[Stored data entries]
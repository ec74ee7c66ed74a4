//! sprintwerk-realtime – Echtzeit-Verteilung von Domain-Events
//!
//! Dieser Crate haelt alle offenen WebSocket-Verbindungen, ihre Raeume und
//! den User-Index und verteilt Envelopes an sie. Business-Services sprechen
//! nur mit dem `EventBroadcaster`.
//!
//! ## Architektur
//!
//! ```text
//! Business-Service
//!     |  (nach dem Commit)
//!     v
//! EventBroadcaster  – Raum-Namen, Ausschluss des Akteurs
//!     |
//!     v
//! Hub               – Verbindungen, Raeume, User-Index, Presence
//!     |  try_send in die Queue jeder Verbindung
//!     v
//! ClientConnection  – pro Verbindung Read-Pump + Write-Pump
//!     |  Read-Pump -> FrameDispatcher -> Hub (join/leave/typing/ping)
//!     v
//! WebSocket
//! ```

pub mod broadcast;
pub mod config;
pub mod connection;
pub mod dispatcher;
pub mod error;
pub mod hub;
pub mod presence;
pub mod zugriff;

// Bequeme Re-Exporte
pub use broadcast::EventBroadcaster;
pub use config::RealtimeConfig;
pub use connection::ClientConnection;
pub use dispatcher::FrameDispatcher;
pub use error::{RealtimeError, RealtimeResult};
pub use hub::{Hub, Registrierung, StatistikSnapshot, VerbindungsHandle, VerbindungsZustand};
pub use presence::PresenceEvent;
pub use zugriff::{RaumZugriff, StandardZugriff};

● **Exercise requirements**:
Whatever appears in the data above must be copied word for word.

● **Answer box**:
repository ec74ee7c66ed74a4
//! sprintwerk-realtime – Echtzeit-Verteilung von Domain-Events
//!
//! Dieser Crate haelt alle offenen WebSocket-Verbindungen, ihre Raeume und
//! den User-Index und verteilt Envelopes an sie. Business-Services sprechen
//! nur mit dem `EventBroadcaster`.
//!
//! ## Architektur
//!
//! ```text
//! Business-Service
//!     |  (nach dem Commit)
//!     v
//! EventBroadcaster  – Raum-Namen, Ausschluss des Akteurs
//!     |
//!     v
//! Hub               – Verbindungen, Raeume, User-Index, Presence
//!     |  try_send in die Queue jeder Verbindung
//!     v
//! ClientConnection  – pro Verbindung Read-Pump + Write-Pump
//!     |  Read-Pump -> FrameDispatcher -> Hub (join/leave/typing/ping)
//!     v
//! WebSocket
//! ```

pub mod broadcast;
pub mod config;
pub mod connection;
pub mod dispatcher;
pub mod error;
pub mod hub;
pub mod presence;
pub mod zugriff;

// Bequeme Re-Exporte
pub use broadcast::EventBroadcaster;
pub use config::RealtimeConfig;
pub use connection::ClientConnection;
pub use dispatcher::FrameDispatcher;
pub use error::{RealtimeError, RealtimeResult};
pub use hub::{Hub, Registrierung, StatistikSnapshot, VerbindungsHandle, VerbindungsZustand};
pub use presence::PresenceEvent;
pub use zugriff::{RaumZugriff, StandardZugriff};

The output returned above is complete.